What is manuscript evaluation: Essentially, A manuscript evaluation is an in-depth, developmental, and structural manuscript editing report developed by the editorial team of a journal. It provides a bigger picture of the manuscript by deeply analyzing its many facts and is shared by junior editors with senior colleagues. The manuscript evaluation covers technicalities, like whether the manuscript follows author guidelines, whether proper citations, indexing, and data labeling have been done, etc. All these can be covered by proper manuscript editing at the end of the author before submission.

The other critical aspect of manuscript evaluation is the qualitative assessment of the article. This looks into the structure and organization of the article, the clarity of ideas espoused, the brevity and consistency of the language in which it is written.

Do your basic hygiene check: every author must focus on manuscript editing to ensure a basic standard before submission, especially to high impact journals. Articles written badly, with poor language or paragraphing are automatically rejected.

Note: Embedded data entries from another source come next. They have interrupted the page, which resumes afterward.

//! Login page with an email/password form.

use leptos::prelude::*;
use leptos_router::NavigateOptions;
use leptos_router::hooks::use_navigate;

use crate::net::auth::AuthGateway;
use crate::state::session::SessionState;

#[component]
pub fn LoginPage() -> impl IntoView {
    let session = expect_context::<RwSignal<SessionState>>();
    let gateway = AuthGateway::new(session);

    let email = RwSignal::new(String::new());
    let password = RwSignal::new(String::new());
    let error = RwSignal::new(None::<String>);
    let busy = RwSignal::new(false);

    let navigate = use_navigate();
    let submit = move |ev: leptos::ev::SubmitEvent| {
        ev.prevent_default();
        #[cfg(feature = "hydrate")]
        {
            if busy.get_untracked() {
                return;
            }
            busy.set(true);
            error.set(None);
            let navigate = navigate.clone();
            leptos::task::spawn_local(async move {
                let address = email.get_untracked();
                match gateway.login(address.trim(), &password.get_untracked()).await {
                    // The guard finishes the job from "/": a pending first
                    // login is redirected to the change-password page.
                    Ok(_) => navigate("/", NavigateOptions::default()),
                    Err(err) => {
                        error.set(Some(err.to_string()));
                        busy.set(false);
                    }
                }
            });
        }
        #[cfg(not(feature = "hydrate"))]
        {
            let _ = (gateway, &navigate);
        }
    };

    view! {
        <div class="login-page">
            <h1>"Gestion Boissons"</h1>
            <p>"Inventaire des boissons"</p>
            <form class="login-form" on:submit=submit>
                <label class="form__label">
                    "Email"
                    <input
                        class="form__input"
                        type="email"
                        prop:value=move || email.get()
                        on:input=move |ev| email.set(event_target_value(&ev))
                    />
                </label>
                <label class="form__label">
                    "Mot de passe"
                    <input
                        class="form__input"
                        type="password"
                        prop:value=move || password.get()
                        on:input=move |ev| password.set(event_target_value(&ev))
                    />
                </label>
                <Show when=move || error.get().is_some()>
                    <p class="form__error">{move || error.get().unwrap_or_default()}</p>
                </Show>
                <button class="btn btn--primary" type="submit" disabled=move || busy.get()>
                    "Se connecter"
                </button>
            </form>
        </div>
    }
}
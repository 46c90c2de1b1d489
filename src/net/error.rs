//! Closed error taxonomy produced at the transport boundary.

use serde::Deserialize;
use thiserror::Error;

/// Every way a remote call can fail, as seen by the UI.
#[derive(Clone, Debug, Error, PartialEq, Eq)]
pub enum ApiError {
    #[error("email ou mot de passe invalide")]
    InvalidCredentials,

    #[error("compte désactivé")]
    AccountDisabled,

    #[error("ancien mot de passe incorrect")]
    WrongOldPassword,

    #[error("serveur injoignable")]
    Unreachable,

    /// Any other remote failure, carrying the authority's message when the
    /// body provides one.
    #[error("erreur serveur ({status}): {message}")]
    Remote { status: u16, message: String },
}

#[derive(Deserialize)]
struct RemoteBody {
    message: Option<String>,
    error: Option<String>,
}

/// Build a [`ApiError::Remote`] from a non-2xx response body.
///
/// Prefers a JSON `message` field, then `error`; anything unparseable
/// collapses to an empty message.
pub fn remote(status: u16, body: &str) -> ApiError {
    let message = serde_json::from_str::<RemoteBody>(body)
        .ok()
        .and_then(|b| b.message.or(b.error))
        .unwrap_or_default();
    ApiError::Remote { status, message }
}
//! # gestion-boissons-ui
//!
//! Leptos + WASM frontend for the beverage-inventory management system.
//! Replaces the Vue SPA with a Rust-native UI layer.
//!
//! This crate contains pages, application state, network types, the thin
//! HTTP wrappers around the remote inventory API, and the session /
//! navigation-authorization guard that decides, on every attempted page
//! transition, whether to proceed or redirect.

pub mod app;
pub mod components;
pub mod nav;
pub mod net;
pub mod pages;
pub mod state;
pub mod util;

/// WASM entry point: mount the app into the browser document.
#[cfg(feature = "hydrate")]
#[wasm_bindgen::prelude::wasm_bindgen]
pub fn hydrate() {
    console_error_panic_hook::set_once();
    let _ = console_log::init_with_level(log::Level::Debug);
    leptos::mount::hydrate_body(app::App);
}
//! Thin wrapper around the dashboard statistics endpoint.

use super::error::ApiError;
use super::http;
use super::types::DashboardStatisticsDto;

pub async fn fetch_dashboard(token: Option<&str>) -> Result<DashboardStatisticsDto, ApiError> {
    http::get("/statistics/dashboard", token).await
}
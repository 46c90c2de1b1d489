//! Thin wrappers around the `/inventaire` endpoints.

use super::error::ApiError;
use super::http;
use super::types::{
    CreateLotRequest, CreateMouvementAjustementRequest, CreateMouvementSortieRequest,
    LigneOperation, Lot, Mouvement,
};

pub async fn create_entree(
    request: &CreateLotRequest,
    token: Option<&str>,
) -> Result<LigneOperation, ApiError> {
    http::post("/inventaire/entree", token, request).await
}

pub async fn create_sortie(
    request: &CreateMouvementSortieRequest,
    token: Option<&str>,
) -> Result<Mouvement, ApiError> {
    http::post("/inventaire/sortie", token, request).await
}

pub async fn create_ajustement(
    request: &CreateMouvementAjustementRequest,
    token: Option<&str>,
) -> Result<Mouvement, ApiError> {
    http::post("/inventaire/ajustement", token, request).await
}

pub async fn fetch_lots(token: Option<&str>) -> Result<Vec<Lot>, ApiError> {
    http::get("/inventaire/lots", token).await
}

pub async fn fetch_mouvements(token: Option<&str>) -> Result<Vec<Mouvement>, ApiError> {
    http::get("/inventaire/mouvements", token).await
}

pub async fn fetch_ligne_operations(token: Option<&str>) -> Result<Vec<LigneOperation>, ApiError> {
    http::get("/inventaire/ligne-operations-all", token).await
}
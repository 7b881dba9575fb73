//! Basic leveled logger usage
//!
//! Demonstrates thresholds, per-slot prefixes and flags on the primary and
//! error loggers.
//!
//! Run with: cargo run --example basic_usage

use leveled_logger::emit;
use leveled_logger::prelude::*;

fn main() -> Result<()> {
    println!("=== Leveled Logger - Basic Usage Example ===\n");

    let mut ctx = LoggerContext::stdio();

    // Slot 0 carries the conventional date/time decoration
    ctx.out.set_flags(0, Flags::STD)?;
    ctx.out.set_prefix(2, "[verbose] ")?;
    ctx.out.set_flags(2, Flags::TIME | Flags::SHORT_FILE)?;

    println!("1. Default threshold (1): only slot 0 is written");
    ctx.out.emit(0, &[&"This is a slot 0 message"])?;
    ctx.out.emit(2, &[&"This slot 2 message is hidden"])?;

    println!("\n2. Threshold raised to 3: slots 0, 1 and 2 are written");
    ctx.out.set_threshold(3);
    ctx.out.emit_line(1, &[&"answer", &42])?;
    emit!(ctx.out, 2, "cache hit ratio {:.2}", 0.973)?;

    println!("\n3. Error stream");
    ctx.err.set_prefix(0, "error: ")?;
    ctx.err.emit_formatted(0, "cannot open {}", &[&"/tmp/missing.conf"])?;

    println!("\n4. Out-of-range slot");
    if let Err(e) = ctx.out.emit(10, &[&"never written"]) {
        println!("   {}", e);
    }

    println!("\n=== Example completed successfully! ===");

    Ok(())
}
//! Fatal path
//!
//! Not leveled: a fatal call always writes, then ends the process with
//! [`FATAL_EXIT_CODE`]. Intended for startup and configuration failures the
//! caller has already judged unrecoverable.

use super::{destination::Sink, flags::Flags, slot::{concat, Slot}};
use std::fmt::{self, Display};
use std::process;

/// Exit status of a process ended by the fatal path
pub const FATAL_EXIT_CODE: i32 = 1;

/// The text a fatal call writes for `values`, before decoration
pub fn fatal_message(values: &[&dyn Display]) -> String {
    concat(values, "")
}

/// Write `values` to standard error and exit
#[track_caller]
pub fn fatal(values: &[&dyn Display]) -> ! {
    fatal_to(&Sink::stderr(), values)
}

/// Write `values` to `sink` with date and time decoration, then exit.
///
/// Write and flush failures are ignored; the process exits regardless.
#[track_caller]
pub fn fatal_to(sink: &Sink, values: &[&dyn Display]) -> ! {
    let slot = Slot::new(sink.clone()).with_flags(Flags::STD);
    let _ = slot.print(&[&fatal_message(values)]);
    terminate(sink)
}

/// Write `format_args!` output to standard error and exit
#[track_caller]
pub fn fatal_args(args: fmt::Arguments<'_>) -> ! {
    let sink = Sink::stderr();
    let slot = Slot::new(sink.clone()).with_flags(Flags::STD);
    let _ = slot.print_args(args);
    terminate(&sink)
}

fn terminate(sink: &Sink) -> ! {
    let _ = sink.flush();
    process::exit(FATAL_EXIT_CODE)
}
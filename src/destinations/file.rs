//! File destination implementation

use crate::core::{Destination, LoggerError, Result, Sink};
use std::fs::{File, OpenOptions};
use std::io::{BufWriter, Write};
use std::path::{Path, PathBuf};

pub struct FileDestination {
    path: PathBuf,
    writer: BufWriter<File>,
}

impl FileDestination {
    /// Open `path` for appending, creating it if needed
    pub fn new(path: impl Into<PathBuf>) -> Result<Self> {
        let path = path.into();
        let file = OpenOptions::new()
            .create(true)
            .append(true)
            .open(&path)
            .map_err(|e| {
                LoggerError::io_operation("opening log file", path.display().to_string(), e)
            })?;

        Ok(Self {
            path,
            writer: BufWriter::new(file),
        })
    }

    pub fn path(&self) -> &Path {
        &self.path
    }
}

impl Destination for FileDestination {
    fn write_line(&mut self, line: &[u8]) -> Result<()> {
        self.writer.write_all(line).map_err(|e| {
            LoggerError::io_operation("writing log line", self.path.display().to_string(), e)
        })
    }

    fn flush(&mut self) -> Result<()> {
        self.writer.flush()?;
        Ok(())
    }

    fn name(&self) -> &str {
        "file"
    }
}

impl Drop for FileDestination {
    fn drop(&mut self) {
        // Ensure all buffered data is flushed to disk
        let _ = self.flush();
    }
}

impl Sink {
    /// Sink appending to the file at `path`
    pub fn file(path: impl Into<PathBuf>) -> Result<Self> {
        Ok(Sink::new(FileDestination::new(path)?))
    }
}
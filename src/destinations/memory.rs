//! In-memory destination for capturing output

use crate::core::{Destination, Result, Sink};
use parking_lot::Mutex;
use std::sync::Arc;

/// Shared byte buffer read back by the owner of a [`MemoryDestination`]
#[derive(Debug, Clone, Default)]
pub struct MemoryBuffer {
    bytes: Arc<Mutex<Vec<u8>>>,
}

impl MemoryBuffer {
    pub fn new() -> Self {
        Self::default()
    }

    /// Everything written so far, lossily decoded as UTF-8
    pub fn contents(&self) -> String {
        String::from_utf8_lossy(&self.bytes.lock()).into_owned()
    }

    pub fn lines(&self) -> Vec<String> {
        self.contents().lines().map(String::from).collect()
    }

    pub fn is_empty(&self) -> bool {
        self.bytes.lock().is_empty()
    }

    pub fn clear(&self) {
        self.bytes.lock().clear();
    }
}

pub struct MemoryDestination {
    buffer: MemoryBuffer,
}

impl MemoryDestination {
    pub fn new(buffer: MemoryBuffer) -> Self {
        Self { buffer }
    }
}

impl Destination for MemoryDestination {
    fn write_line(&mut self, line: &[u8]) -> Result<()> {
        self.buffer.bytes.lock().extend_from_slice(line);
        Ok(())
    }

    fn flush(&mut self) -> Result<()> {
        Ok(())
    }

    fn name(&self) -> &str {
        "memory"
    }
}

impl Sink {
    /// Sink capturing into a fresh buffer, returned alongside it
    pub fn memory() -> (Self, MemoryBuffer) {
        let buffer = MemoryBuffer::new();
        (Sink::new(MemoryDestination::new(buffer.clone())), buffer)
    }
}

The manuscript should have a clear point of view of the research and should deviate in course of the narrative. Structure and organization of the article, be it in terms of sections, paragraph construction, the flow of a narrative from one section to the other, must be well planned and executed.

Evaluate your work from an editor’s point of view: any editor of a high-impact journal is very conscious of maintaining the high impact quotient of their publication. Therefore, they are not only looking for good quality papers but are also keen to publish papers that they feel will be widely quoted and cited. Therefore, they are also assessing the impact factor of your manuscript. Some of the criteria they have are:

  • Will other researchers be interested in reading the study?
  • Does the article match the journal’s present audience, or help reach out to newer audiences?
  • Does the importance of the advances offered in the article up to the standards of the journal?
  • Does the manuscript add additional value to any discourse or does it just add noise to an already busy field of study?

When you write your manuscript, relook it from the editor’s point of view and check if your research meets these criteria.

Lastly, do remember that it is only after the Chief Editor has passed your manuscript will it be shared for peer review. So, you need to clear it with editors before a field expert actually evaluates your article.